The data:
-------

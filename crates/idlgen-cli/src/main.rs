//! # idlgen CLI entry point
//!
//! Parses command-line arguments, loads the optional configuration file,
//! and dispatches to subcommand handlers.

use std::path::PathBuf;
use std::process::ExitCode;

use clap::{Parser, Subcommand};
use tracing_subscriber::EnvFilter;

use idlgen_cli::resolve::{run_resolve, ResolveArgs};
use idlgen_cli::sample::{run_sample, SampleArgs};
use idlgen_cli::stubs::{run_stubs, StubsArgs};
use idlgen_cli::GeneratorConfig;

/// idlgen: DDS XML type tooling.
///
/// Resolves type references across a corpus of DDS XML type documents,
/// synthesizes sample JSON messages for structs, and generates publish API
/// stubs.
#[derive(Parser, Debug)]
#[command(name = "idlgen", version, about, long_about = None)]
struct Cli {
    /// Enable verbose output. Repeat for more verbosity (-v, -vv, -vvv).
    #[arg(short, long, action = clap::ArgAction::Count, global = true)]
    verbose: u8,

    /// Path to a YAML configuration file.
    #[arg(long, global = true)]
    config: Option<PathBuf>,

    #[command(subcommand)]
    command: Commands,
}

#[derive(Subcommand, Debug)]
enum Commands {
    /// Generate sample JSON for the structs of interest in each input document.
    Sample(SampleArgs),

    /// Resolve a type reference and report what it names.
    Resolve(ResolveArgs),

    /// Generate publish API stubs (C header and source).
    Stubs(StubsArgs),
}

fn main() -> ExitCode {
    let cli = Cli::parse();

    let filter = match cli.verbose {
        0 => EnvFilter::new("warn"),
        1 => EnvFilter::new("info"),
        2 => EnvFilter::new("debug"),
        _ => EnvFilter::new("trace"),
    };

    tracing_subscriber::fmt()
        .with_env_filter(filter)
        .with_target(false)
        .init();

    tracing::debug!(version = env!("CARGO_PKG_VERSION"), "idlgen starting");

    let config = match GeneratorConfig::load_or_default(cli.config.as_deref()) {
        Ok(config) => config,
        Err(e) => {
            tracing::error!("{e:#}");
            return ExitCode::from(1);
        }
    };

    let result = match cli.command {
        Commands::Sample(args) => run_sample(&args, &config),
        Commands::Resolve(args) => run_resolve(&args),
        Commands::Stubs(args) => run_stubs(&args, &config),
    };

    match result {
        Ok(code) => ExitCode::from(code),
        Err(e) => {
            tracing::error!("{e:#}");
            ExitCode::from(1)
        }
    }
}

-------

What to do:
Across the entries above, how many lines include "PathBuf"? State only that number.

Answer for this exercise:
2